Maduro responded by saying Trump should get his “pig hands out of here.” But Trump’s team has signaled an interest in escalating U.S. pressure on the regime, and described their policy in language borrowed from their response to the threat of North Korea. “We’re definitely moving beyond ‘strategic patience,’” an administration official told Politico in June.

An anti-Maduro activist who was imprisoned in 2014 was transferred to house arrest last week, drawing limited praise from the State Department, which noted that 400 other political prisoners remain in the country.

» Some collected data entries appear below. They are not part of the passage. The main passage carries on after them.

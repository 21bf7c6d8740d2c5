//! Public API for update checking
//!
//! External modules should import from here rather than directly from
//! internal modules.

pub use crate::updater::cache::{
    CachedDecision, FileUpdateCache, MemoryUpdateCache, UpdateCache, DEFAULT_CACHE_TTL_SECS,
};
pub use crate::updater::checker::{UpdateChecker, DEFAULT_REDIRECT};
pub use crate::updater::decision::{
    build_info, decide_update, info_defaults, update_defaults, NoUpdate, NoUpdateReason,
    PluginInfo, UpdateDecision, UpdateOffer,
};
pub use crate::updater::descriptor::{read_descriptor, PluginDescriptor};
pub use crate::updater::error::{
    CacheError, CacheResult, DescriptorError, FetchFailure, UpdaterError, UpdaterResult,
};
pub use crate::updater::fetcher::{
    endpoint_url, FetchAction, HttpMetadataFetcher, MetadataFetcher, DEFAULT_TIMEOUT_SECS,
};
pub use crate::updater::payload::RawRemotePayload;
pub use crate::updater::reconciler::{reconcile, ReconcileDefaults};
pub use crate::updater::record::{CanonicalUpdateRecord, Screenshot, TRUNK};
pub use crate::updater::sanitize::sanitize_html;
pub use crate::updater::session::{ClientCredentials, UpdateSession};
pub use crate::updater::version::{compare_versions, is_newer};
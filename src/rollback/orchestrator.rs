//! Rollback orchestrator
//!
//! Single pass through `Validate -> ResolvePackage -> Install -> Reactivate
//! -> Done`; any step may end in `Failed`. `Reactivate` is only entered when
//! the plugin was active before the install. Nothing is retried and every
//! upstream failure is mapped onto a [`RollbackErrorCode`].

use crate::core::validation::validate_target_version;
use crate::install::api::{InstallPipeline, PackageInstaller, PluginHost, Reactivation};
use crate::rollback::nonce::{rollback_nonce_action, NonceVerifier};
use crate::rollback::request::{RollbackErrorCode, RollbackRequest, RollbackResult};
use crate::updater::api::{build_info, endpoint_url, FetchAction, PluginDescriptor, UpdateChecker};
use std::path::PathBuf;
use std::sync::Arc;

#[derive(Debug, Clone, Copy, PartialEq, Eq, strum_macros::Display)]
#[strum(serialize_all = "snake_case")]
pub enum RollbackState {
    Idle,
    Validate,
    ResolvePackage,
    Install,
    Reactivate,
    Done,
    Failed,
}

#[derive(Debug, Clone)]
pub struct RollbackOptions {
    /// Attach the state trail and installer feedback to the result
    pub verbose: bool,
    /// Only install packages served from the update server's own host
    pub same_origin_packages: bool,
    pub plugins_dir: PathBuf,
}

impl RollbackOptions {
    pub fn new(plugins_dir: impl Into<PathBuf>) -> Self {
        Self {
            verbose: false,
            same_origin_packages: false,
            plugins_dir: plugins_dir.into(),
        }
    }
}

struct Failure {
    code: RollbackErrorCode,
    message: String,
}

impl Failure {
    fn new(code: RollbackErrorCode, message: impl Into<String>) -> Self {
        Self {
            code,
            message: message.into(),
        }
    }
}

/// State trail of one run
struct Trail {
    state: RollbackState,
    lines: Vec<String>,
}

impl Trail {
    fn enter(&mut self, next: RollbackState) {
        log::debug!("Rollback state {} -> {}", self.state, next);
        self.lines.push(format!("{} -> {}", self.state, next));
        self.state = next;
    }

    fn note(&mut self, line: impl Into<String>) {
        self.lines.push(line.into());
    }
}

pub struct RollbackOrchestrator {
    checker: Arc<UpdateChecker>,
    nonces: Arc<dyn NonceVerifier>,
    host: Arc<dyn PluginHost>,
    options: RollbackOptions,
}

impl RollbackOrchestrator {
    pub fn new(
        checker: Arc<UpdateChecker>,
        nonces: Arc<dyn NonceVerifier>,
        host: Arc<dyn PluginHost>,
        options: RollbackOptions,
    ) -> Self {
        Self {
            checker,
            nonces,
            host,
            options,
        }
    }

    pub async fn run(
        &self,
        request: &RollbackRequest,
        installer: &mut dyn PackageInstaller,
    ) -> RollbackResult {
        let descriptor = self.checker.session().descriptor();
        let mut trail = Trail {
            state: RollbackState::Idle,
            lines: Vec::new(),
        };

        let outcome = self.drive(request, descriptor, installer, &mut trail).await;
        let mut result = match outcome {
            Ok(result) => result,
            Err(failure) => {
                trail.enter(RollbackState::Failed);
                log::warn!(
                    "Rollback of '{}' to '{}' failed ({}): {}",
                    descriptor.slug,
                    request.target_version.trim(),
                    failure.code,
                    failure.message
                );
                RollbackResult::failed(
                    failure.code,
                    failure.message,
                    &descriptor.version,
                    request.target_version.trim(),
                )
            }
        };

        if self.options.verbose {
            result.debug_trace = Some(trail.lines);
        }
        result
    }

    async fn drive(
        &self,
        request: &RollbackRequest,
        descriptor: &PluginDescriptor,
        installer: &mut dyn PackageInstaller,
        trail: &mut Trail,
    ) -> Result<RollbackResult, Failure> {
        trail.enter(RollbackState::Validate);
        let target = self.validate(request, descriptor)?;

        trail.enter(RollbackState::ResolvePackage);
        let package_url = self.resolve_package(descriptor, &target).await?;
        trail.note(format!("package {}", package_url));

        trail.enter(RollbackState::Install);
        let pipeline = InstallPipeline::new(self.host.as_ref(), &self.options.plugins_dir);
        let installed = pipeline.install(descriptor, &package_url, installer);
        for line in installer.feedback() {
            trail.note(line);
        }
        let outcome = installed.map_err(|e| {
            Failure::new(
                RollbackErrorCode::InstallFailure,
                format!("Installing version {} failed: {}", target, e),
            )
        })?;

        if outcome.was_active {
            trail.enter(RollbackState::Reactivate);
        }
        let (error_code, message) = match outcome.reactivation {
            Reactivation::NotNeeded => (
                None,
                format!("{} was rolled back to version {}.", descriptor.name, target),
            ),
            Reactivation::Reactivated => (
                None,
                format!(
                    "{} was rolled back to version {} and reactivated.",
                    descriptor.name, target
                ),
            ),
            Reactivation::Failed(cause) => {
                log::warn!(
                    "'{}' rolled back to {} but reactivation failed: {}",
                    descriptor.slug,
                    target,
                    cause
                );
                (
                    Some(RollbackErrorCode::ReactivationFailure),
                    format!(
                        "{} was rolled back to version {}, but it could not be reactivated: {}",
                        descriptor.name, target, cause
                    ),
                )
            }
        };

        trail.enter(RollbackState::Done);
        if let Err(e) = self.checker.invalidate() {
            log::warn!("Could not clear cached update state: {}", e);
        }
        log::info!(
            "Rolled back '{}' from {} to {}",
            descriptor.slug,
            descriptor.version,
            target
        );

        Ok(RollbackResult {
            success: true,
            current_version: descriptor.version.clone(),
            target_version: target,
            error_code,
            message,
            debug_trace: None,
        })
    }

    fn validate(
        &self,
        request: &RollbackRequest,
        descriptor: &PluginDescriptor,
    ) -> Result<String, Failure> {
        let invalid = |message: &str| Failure::new(RollbackErrorCode::ValidationFailure, message);

        if !request.actor_capability_ok {
            return Err(invalid("You do not have permission to roll back plugins."));
        }
        let plugin_id = request.plugin_id.trim();
        if plugin_id != descriptor.basename && plugin_id != descriptor.slug {
            return Err(invalid("The requested plugin is not managed by this updater."));
        }
        let action = rollback_nonce_action(&descriptor.basename);
        if !self
            .nonces
            .verify(request.nonce.trim(), &action, &request.session_token)
        {
            return Err(invalid("The security token is missing or has expired."));
        }
        validate_target_version(&request.target_version).map_err(|e| invalid(e.message()))
    }

    async fn resolve_package(
        &self,
        descriptor: &PluginDescriptor,
        target: &str,
    ) -> Result<String, Failure> {
        let record = self
            .checker
            .fetch_record(FetchAction::PluginInformation)
            .await
            .map_err(|e| {
                Failure::new(
                    RollbackErrorCode::NoTargetVersion,
                    format!("Version information is unavailable: {}", e),
                )
            })?;

        let info = build_info(&record, descriptor);
        let package_url = info.versions.get(target).cloned().ok_or_else(|| {
            Failure::new(
                RollbackErrorCode::NoTargetVersion,
                format!("Version {} is not available for rollback.", target),
            )
        })?;

        if self.options.same_origin_packages {
            self.check_origin(descriptor, target, &package_url)?;
        }
        Ok(package_url)
    }

    fn check_origin(
        &self,
        descriptor: &PluginDescriptor,
        target: &str,
        package_url: &str,
    ) -> Result<(), Failure> {
        let update_host = descriptor
            .update_uri
            .as_deref()
            .and_then(|uri| endpoint_url(uri).ok())
            .and_then(|url| url.host_str().map(str::to_ascii_lowercase));
        let package_host = reqwest::Url::parse(package_url)
            .ok()
            .and_then(|url| url.host_str().map(str::to_ascii_lowercase));

        match (update_host, package_host) {
            (Some(update), Some(package)) if update == package => Ok(()),
            _ => Err(Failure::new(
                RollbackErrorCode::NoTargetVersion,
                format!(
                    "The package for version {} is not served by the update server.",
                    target
                ),
            )),
        }
    }
}
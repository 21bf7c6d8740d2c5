//! Canonical update record produced by the reconciler

use crate::updater::payload::{non_negative_int, scalar_text};
use serde::{Deserialize, Serialize};
use serde_json::{Map, Value};
use std::collections::BTreeMap;

/// Version catalog key that always points at the current package
pub const TRUNK: &str = "trunk";

#[derive(Debug, Clone, PartialEq, Eq, Serialize, Deserialize)]
pub struct Screenshot {
    pub src: String,
    pub caption: String,
}

/// Typed, reconciled view of the update server's metadata.
///
/// Invariants (enforced by [`CanonicalUpdateRecord::enforce_invariants`]):
/// no `package_url` means an empty `versions` catalog, and a set
/// `package_url` is always reachable through `versions["trunk"]`.
#[derive(Debug, Clone, Default, PartialEq, Eq, Serialize, Deserialize)]
pub struct CanonicalUpdateRecord {
    pub name: Option<String>,
    pub slug: Option<String>,
    pub new_version: Option<String>,
    pub package_url: Option<String>,
    pub download_link: Option<String>,
    pub versions: BTreeMap<String, String>,
    pub allow_rollback: bool,
    pub business_model: bool,
    pub tested: Option<String>,
    pub requires: Option<String>,
    pub requires_php: Option<String>,
    pub author: Option<String>,
    pub author_profile: Option<String>,
    pub homepage: Option<String>,
    pub last_updated: Option<String>,
    pub sections: BTreeMap<String, String>,
    pub screenshots: BTreeMap<u32, Screenshot>,
    pub banners: BTreeMap<String, String>,
    pub icons: BTreeMap<String, String>,
    pub tags: BTreeMap<String, String>,
    pub rating: u64,
    pub num_ratings: u64,
    pub active_installs: u64,
    pub support_threads: u64,
    pub support_threads_resolved: u64,
    pub downloaded: u64,
}

impl CanonicalUpdateRecord {
    /// Build the typed record from a merged canonical map.
    ///
    /// Lenient: values of the wrong shape are skipped rather than rejected.
    pub(crate) fn from_canonical_map(map: &Map<String, Value>) -> Self {
        let text = |key: &str| map.get(key).and_then(scalar_text);
        let count = |key: &str| map.get(key).map(non_negative_int).unwrap_or(0);

        let mut record = Self {
            name: text("name"),
            slug: text("slug"),
            new_version: text("new_version"),
            package_url: text("package_url"),
            download_link: text("download_link"),
            versions: string_map(map.get("versions")),
            allow_rollback: false,
            business_model: false,
            tested: text("tested"),
            requires: text("requires"),
            requires_php: text("requires_php"),
            author: text("author"),
            author_profile: text("author_profile"),
            homepage: text("homepage"),
            last_updated: text("last_updated"),
            sections: string_map(map.get("sections")),
            screenshots: screenshot_map(map.get("screenshots")),
            banners: string_map(map.get("banners")),
            icons: string_map(map.get("icons")),
            tags: string_map(map.get("tags")),
            rating: count("rating"),
            num_ratings: count("num_ratings"),
            active_installs: count("active_installs"),
            support_threads: count("support_threads"),
            support_threads_resolved: count("support_threads_resolved"),
            downloaded: count("downloaded"),
        };
        record.enforce_invariants();
        record
    }

    /// No package, no catalog; a package is always the trunk entry
    pub fn enforce_invariants(&mut self) {
        match &self.package_url {
            Some(package) => {
                self.versions.insert(TRUNK.to_string(), package.clone());
                if self.download_link.is_none() {
                    self.download_link = Some(package.clone());
                }
            }
            None => self.versions.clear(),
        }
    }

    /// Published versions (without `trunk`), newest first
    pub fn published_versions(&self) -> Vec<(&str, &str)> {
        let mut entries: Vec<(&str, &str)> = self
            .versions
            .iter()
            .filter(|(version, _)| version.as_str() != TRUNK)
            .map(|(version, url)| (version.as_str(), url.as_str()))
            .collect();
        entries.sort_by(|a, b| crate::updater::version::compare_versions(b.0, a.0));
        entries
    }
}

fn string_map(value: Option<&Value>) -> BTreeMap<String, String> {
    match value {
        Some(Value::Object(entries)) => entries
            .iter()
            .filter_map(|(key, value)| scalar_text(value).map(|text| (key.clone(), text)))
            .collect(),
        _ => BTreeMap::new(),
    }
}

fn screenshot_map(value: Option<&Value>) -> BTreeMap<u32, Screenshot> {
    let Some(Value::Object(entries)) = value else {
        return BTreeMap::new();
    };
    entries
        .iter()
        .filter_map(|(key, value)| {
            let index = key.parse::<u32>().ok()?;
            let shot: Screenshot = serde_json::from_value(value.clone()).ok()?;
            Some((index, shot))
        })
        .collect()
}
//! Tests for the CLI module
//!
//! Argument parsing, TOML configuration and output formatting.
//! Generic error handling utilities
//!
//! Provides unified error reporting that works across the updater's error
//! types while keeping user-facing output short.

/// Errors that can tell user-actionable failures apart from system failures
///
/// When `is_user_actionable()` returns `true`, `user_message()` must return
/// `Some(message)`; otherwise it returns `None`.
pub trait ContextualError: std::error::Error {
    /// True for errors the operator can fix directly (bad config, missing
    /// plugin header, rejected nonce). False for I/O and network failures.
    fn is_user_actionable(&self) -> bool;

    /// The message to show the operator for user-actionable errors
    fn user_message(&self) -> Option<&str>;
}

/// Log an error with a detail level that depends on how actionable it is
///
/// User-actionable errors log their own message; system errors log the
/// operation context. The full error is always available at debug level.
///
/// # Examples
/// ```rust,no_run
/// # use plugin_updater::core::error_handling::log_error_with_context;
/// # use plugin_updater::core::validation::ValidationError;
/// let err = ValidationError::new("plugin-file is required");
/// log_error_with_context(&err, "Loading configuration");
/// // Logs: "FATAL: plugin-file is required"
/// ```
pub fn log_error_with_context<E: ContextualError + std::fmt::Display + std::fmt::Debug>(
    error: &E,
    operation_context: &str,
) {
    match error.user_message() {
        Some(user_msg) if error.is_user_actionable() => log::error!("FATAL: {}", user_msg),
        _ => log::error!("FATAL: {}", operation_context),
    }
    log::debug!("DETAIL: {}", error);
    log::debug!("DEBUG_DETAILS: {:?}", error);
}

“This is a significant step in the right direction by the government of Venezuela,” said spokeswoman Heather Nauert. “We underscore our call for an end to the conflict and repression that have consumed Venezuela, and urge all parties to commit themselves to a peaceful resolution of this dispute that respects Venezuela’s constitution, its democratic institutions, and the sovereignty of the Venezuelan people.”

Cabrera joins NBA player Enes Kanter as an athlete in America who has denounced authoritarian leadership in their home country. Turkish officials cancelled Kanter’s passport while he was traveling overseas in an attempt to force his return to the country, and arrested his father over his criticism of Turkish President Recep Tayyip Erdogan.

The Tigers star pleaded for his family to be spared any mistreatment. “Please do not do anything to my family. That’s what I ask,” Cabrera said. “As the Chavistas told me, ‘If you go to Venezuela, they will break you, they will kill you.’”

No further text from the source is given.